The temple worship would have to die so that Christ might become the new temple. The sacrifice of the lamb for Passover would have to end so that he might become the spotless lamb of God who was sacrificed for the sins of the whole world. Jesus was, in fact, the grain of wheat of which he spoke. He would have to die so that he might be resurrected from the dead.

The Book of Hebrews goes into great depth concern the cost of this new covenant:

In the days of his flesh, Jesus offered up prayers and supplications, with loud cries and tears, to the one who was able to save him from death, and he was heard because of his reverent submission. Although he was a Son, he learned obedience through what he suffered; and having been made perfect, he became the source of eternal salvation for all who obey him.   (Hebrews 5:5-9)

This covenant cost Jesus his life. Hebrews also explains that it will cost our lives as well. If God is to write his law upon our hearts so that we can obey, something must happen. The Old must die before the new comes.

We are also the grain of the New Covenant. King David, in his prayer of repentance, spoke about his inner  being:

For behold, you look for truth deep within me,
and will make me understand wisdom secretly.

Purge me from my sin, and I shall be pure;
wash me, and I shall be clean indeed.

Make me hear of joy and gladness,
that the body you have broken may rejoice.

Hide your face from my sins
and blot out all my iniquities.

Create in me a clean heart, O God,
and renew a right spirit within me.   (Psalm 51:7-11)

God looks for his truth deep within us. He must change our hearts. In order for him to change our hearts the old heart must die away. David said: “Create in me a clean heart.”

There is a price to pay for this New Covenant. I cost God the sacrifice of his only begotten Son. We, also, must die. Not a cruel death, but a liberating death which brings new life, and abundant life that only God can provide for those who put their trust in him. The Apostle Paul wrote:

Should we continue in sin in order that grace may abound? By no means! How can we who died to sin go on living in it? Do you not know that all of us who have been baptized into Christ Jesus were baptized into his death? Therefore we have been buried with him by baptism into death, so that, just as Christ was raised from the dead by the glory of the Father, so we too might walk in newness of life.

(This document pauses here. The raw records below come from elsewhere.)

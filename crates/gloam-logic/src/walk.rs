//! Held-key locomotion, scroll glide, and walk bounds clamping.
//!
//! Movement is polled, not event-driven: the engine asks every frame which
//! keys are held and advances the walk target accordingly. Direction is
//! camera-relative through the look yaw, the wheel adds a decaying glide
//! along z, and the result is clamped to the room's axis-aligned bounds.
//! That clamp is the entire collision model.

use serde::{Deserialize, Serialize};

/// Forward walk distance per frame.
pub const WALK_SPEED: f32 = 0.1;
/// Strafing moves at three quarters of walk speed.
pub const STRAFE_FACTOR: f32 = 0.75;
/// Look-x to yaw conversion for camera-relative movement.
pub const YAW_GAIN: f32 = 0.11;

/// Wheel delta to glide velocity.
pub const SCROLL_GAIN: f32 = 0.013;
/// Fraction of glide velocity applied to z each frame.
pub const GLIDE_ADVANCE: f32 = 0.9;
/// Glide velocity decay per frame.
pub const GLIDE_DECAY: f32 = 0.8;
/// Velocities below this are zeroed.
pub const GLIDE_REST: f32 = 0.001;

/// Camera pose smoothing fraction per frame (interior rooms).
pub const CAMERA_SMOOTHING: f32 = 0.08;
/// Mouse NDC to look-x gain (negative: look against pointer travel).
pub const LOOK_X_GAIN: f32 = -5.8;
/// Mouse NDC to look-y gain.
pub const LOOK_Y_GAIN: f32 = -1.4;
/// Touch-drag look gains, applied to pointer travel as a fraction of the
/// host surface, then clamped.
pub const DRAG_X_GAIN: f32 = 12.0;
pub const DRAG_Y_GAIN: f32 = 4.5;
pub const DRAG_X_CLAMP: f32 = 6.5;
pub const DRAG_Y_CLAMP: f32 = 2.5;

/// Pointer NDC to camera offset in facade parallax rooms.
pub const PARALLAX_GAIN: f32 = 1.5;
/// Parallax camera smoothing fraction per frame.
pub const PARALLAX_EASE: f32 = 0.05;

/// Look-x fraction folded into the camera x target.
pub const LOOK_SIDE_BIAS: f32 = 0.28;
/// Look-y fraction folded into the camera height target.
pub const LOOK_HEIGHT_BIAS: f32 = 0.14;
/// Look-x to look-point lateral offset.
pub const LOOK_POINT_X_GAIN: f32 = -1.5;
/// Look-y to look-point height offset.
pub const LOOK_POINT_Y_GAIN: f32 = 0.26;
/// The walk look point sits this far ahead on z.
pub const LOOK_AHEAD_Z: f32 = -6.0;
/// Fraction of the climb offset carried into the look height.
pub const CLIMB_LOOK_FACTOR: f32 = 0.8;

/// Which locomotion keys are currently held.
#[derive(Debug, Clone, Copy, Default, PartialEq, Eq, Serialize, Deserialize)]
pub struct HeldKeys {
    pub forward: bool,
    pub back: bool,
    pub left: bool,
    pub right: bool,
}

impl HeldKeys {
    pub fn any(&self) -> bool {
        self.forward || self.back || self.left || self.right
    }
}

/// Walkable extent of a room, given as the wall coordinates. The clamp
/// keeps the camera a comfortable margin off each wall.
#[derive(Debug, Clone, Copy, PartialEq, Serialize, Deserialize)]
pub struct WalkBounds {
    pub left: f32,
    pub right: f32,
    pub far: f32,
    pub near: f32,
}

impl WalkBounds {
    pub const SIDE_MARGIN: f32 = 0.6;
    pub const FAR_MARGIN: f32 = 1.3;
    pub const NEAR_MARGIN: f32 = 0.5;

    pub const fn new(left: f32, right: f32, far: f32, near: f32) -> Self {
        Self { left, right, far, near }
    }

    /// Clamp a walk position inside the margins.
    pub fn clamp(&self, x: f32, z: f32) -> (f32, f32) {
        (
            x.clamp(self.left + Self::SIDE_MARGIN, self.right - Self::SIDE_MARGIN),
            z.clamp(self.far + Self::FAR_MARGIN, self.near - Self::NEAR_MARGIN),
        )
    }

    pub fn contains(&self, x: f32, z: f32) -> bool {
        let (cx, cz) = self.clamp(x, z);
        cx == x && cz == z
    }
}

/// Advance the walk target by one frame of held-key movement. Forward is
/// whichever way the look yaw points; strafing is perpendicular and slower.
pub fn walk_step(x: f32, z: f32, keys: HeldKeys, look_x: f32) -> (f32, f32) {
    let yaw = look_x * YAW_GAIN;
    let (sin, cos) = yaw.sin_cos();
    let mut nx = x;
    let mut nz = z;
    if keys.forward {
        nx -= sin * WALK_SPEED;
        nz -= cos * WALK_SPEED;
    }
    if keys.back {
        nx += sin * WALK_SPEED;
        nz += cos * WALK_SPEED;
    }
    if keys.left {
        nx -= cos * WALK_SPEED * STRAFE_FACTOR;
        nz += sin * WALK_SPEED * STRAFE_FACTOR;
    }
    if keys.right {
        nx += cos * WALK_SPEED * STRAFE_FACTOR;
        nz -= sin * WALK_SPEED * STRAFE_FACTOR;
    }
    (nx, nz)
}

/// Decaying scroll momentum along z.
#[derive(Debug, Clone, Copy, Default, PartialEq, Serialize, Deserialize)]
pub struct Glide {
    pub velocity: f32,
}

impl Glide {
    /// Feed a wheel delta into the glide.
    pub fn push(&mut self, wheel_delta: f32) {
        self.velocity += wheel_delta * SCROLL_GAIN;
    }

    /// One frame of glide; returns how far z moves forward (subtract from z).
    pub fn step(&mut self) -> f32 {
        if self.velocity.abs() <= GLIDE_REST {
            return 0.0;
        }
        let advance = self.velocity * GLIDE_ADVANCE;
        self.velocity *= GLIDE_DECAY;
        if self.velocity.abs() < GLIDE_REST {
            self.velocity = 0.0;
        }
        advance
    }

    pub fn at_rest(&self) -> bool {
        self.velocity == 0.0
    }
}

#[cfg(test)]
mod tests {
    use super::*;
    use rand::{Rng, SeedableRng};

    #[test]
    fn test_forward_with_centered_look_walks_negative_z() {
        let keys = HeldKeys { forward: true, ..Default::default() };
        let (x, z) = walk_step(0.0, 0.0, keys, 0.0);
        assert!(x.abs() < 1e-6);
        assert!((z + WALK_SPEED).abs() < 1e-6);
    }

    #[test]
    fn test_strafe_is_slower_and_perpendicular() {
        let keys = HeldKeys { right: true, ..Default::default() };
        let (x, z) = walk_step(0.0, 0.0, keys, 0.0);
        assert!((x - WALK_SPEED * STRAFE_FACTOR).abs() < 1e-6);
        assert!(z.abs() < 1e-6);
    }

    #[test]
    fn test_movement_follows_yaw() {
        let keys = HeldKeys { forward: true, ..Default::default() };
        // Looking hard left bends the walk direction off pure -z.
        let (x, _z) = walk_step(0.0, 0.0, keys, 3.0);
        assert!(x.abs() > 1e-3);
    }

    #[test]
    fn test_clamp_holds_under_random_deltas() {
        let bounds = WalkBounds::new(-5.0, 5.0, -20.0, 8.0);
        let mut rng = rand::rngs::StdRng::seed_from_u64(0x6710);
        let (mut x, mut z) = (0.0f32, 0.0f32);
        for _ in 0..2000 {
            x += rng.gen_range(-50.0..50.0);
            z += rng.gen_range(-50.0..50.0);
            let (cx, cz) = bounds.clamp(x, z);
            assert!(cx >= bounds.left + WalkBounds::SIDE_MARGIN);
            assert!(cx <= bounds.right - WalkBounds::SIDE_MARGIN);
            assert!(cz >= bounds.far + WalkBounds::FAR_MARGIN);
            assert!(cz <= bounds.near - WalkBounds::NEAR_MARGIN);
            x = cx;
            z = cz;
        }
    }

    #[test]
    fn test_glide_decays_to_rest() {
        let mut glide = Glide::default();
        glide.push(120.0);
        assert!(!glide.at_rest());
        let mut total = 0.0;
        for _ in 0..200 {
            total += glide.step();
        }
        assert!(glide.at_rest());
        assert!(total > 0.0);
    }

    #[test]
    fn test_glide_applies_wheel_gain() {
        let mut glide = Glide::default();
        glide.push(100.0);
        assert!((glide.velocity - 1.3).abs() < 1e-6);
        let advance = glide.step();
        assert!((advance - 1.3 * GLIDE_ADVANCE).abs() < 1e-6);
    }
}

For if we have been united with him in a death like his, we will certainly be united with him in a resurrection like his. We know that our old self was crucified with him so that the body of sin might be destroyed, and we might no longer be enslaved to sin. For whoever has died is freed from sin. But if we have died with Christ, we believe that we will also live with him. We know that Christ, being raised from the dead, will never die again; death no longer has dominion over him. The death he died, he died to sin, once for all; but the life he lives, he lives to God. So you also must consider yourselves dead to sin and alive to God in Christ Jesus.   (Romans 6:1-11)

Has God written his law on our hearts? That depends on whether or not we are still holding on to our grain of wheat. Jesus tells us to let it go. He let everything go for us.